When designing a project with ability to process an audio signal or audio data we typically consider a subset of the following components:
- Analog signal input to connect e.g. a microphone
- Storage media, e.g. microSD card with audio files to read them
- WI-Fi interface to obtain an audio data stream from the internet
- Bluetooth interface to obtain an audio data stream from e.g. a BT headset
- I2S interface to obtain audio data stream from a codec chip
- Ethernet interface to obtain an audio data stream from the internet
- An internal chip’s flash memory with some audio samples to play
- User Interface e.g. buttons or some other means to provide user input
- Analog signal output to connect headphones or and amplifier with speakers
- Storage media, e.g. microSD card to write some audio files, e.g. with recording
- WI-Fi interface to send out an audio data stream to the internet
- Bluetooth interface to stream audio data to e.g. a BT headset
- I2S interface to stream some data to a codec chip
- Ethernet interface to stream an audio data stream to the internet
- An internal chip’s flash memory to store some audio recording
- User Interface e.g. a display, LEDs or some means of haptic feedback
Main Processing Unit:
A microcontroller or a computer with processing power to read the data from the input, process (e.g. encode / encode) and send to the output.
The ESP32 has all the above features or is able to support them (e.g. can drive Ethernet PHY).
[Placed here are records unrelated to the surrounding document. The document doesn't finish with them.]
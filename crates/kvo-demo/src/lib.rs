#![forbid(unsafe_code)]

//! Birthday demo for `kvo-runtime`.
//!
//! Builds a subject, attaches the stock walker and groomer observers, and
//! performs the configured mutations. The binary prints greetings to stdout;
//! the library entry point [`scenario::run`] accepts any
//! [`MessageSink`](kvo_runtime::MessageSink) so the same flow is testable.

pub mod cli;
pub mod logging;
pub mod scenario;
Considering the ESP32 cost is about $3, and availability of ESP-ADF software development platform, we are able to develop an audio project with minimum additional components at very low price.
Depending on the application, required functionality and performance, we may consider two project groups.
- Minimum - having minimum additional components, assuming using on board I2S, or PDM interface as well as DAC, if no high qualify audio on the output is required.
- Typical - with an external codec chip and a power amplifier, for high quality output audio and multiple input / output options.
There may be several variation between the above projects, by adding or removing features / components. Below are couple of examples.
With several peripherals on ESP32, I2S or PDM or DAC interfaces can be used to implement a minimum project. With the digital microphones, we could input voice signals and build a command voice control project minumum that could communicate with a cloud service.
With two on board DACs, if 8-bit width on the output is satisfactory, we may implement another project minimum - a device to play an internet connected radio.
When looking for better audio quality and more interfacing options we would use an external I2S codec to do all the analog input and output signal processing. The codec chip, depending on type, may provide additional functionality like audio input signal preamplifier, headphone output amplifier, multiple analog input and outputs, sound effects, etc. The I2S is considered as the industry standard for interfacing with audio codec chips, or in general for a high speed, continuous transfer of the audio data. To optimize performance of audio data processing additional memory may be required. For such cases consider using ESP32-WROVER that provides 4 MB PSRAM on a single module together with the ESP32 chip.
The ESP-ADF is designed primarily to support projects with a codec chip. The ESP32 LyraT board is an example of such a project. The software interfacing with the board is done by Audio HAL and a driver. The codec chip used on the ESP32 LyraT is ES8388. Boards with a different codec chip may be supported by providing a different driver.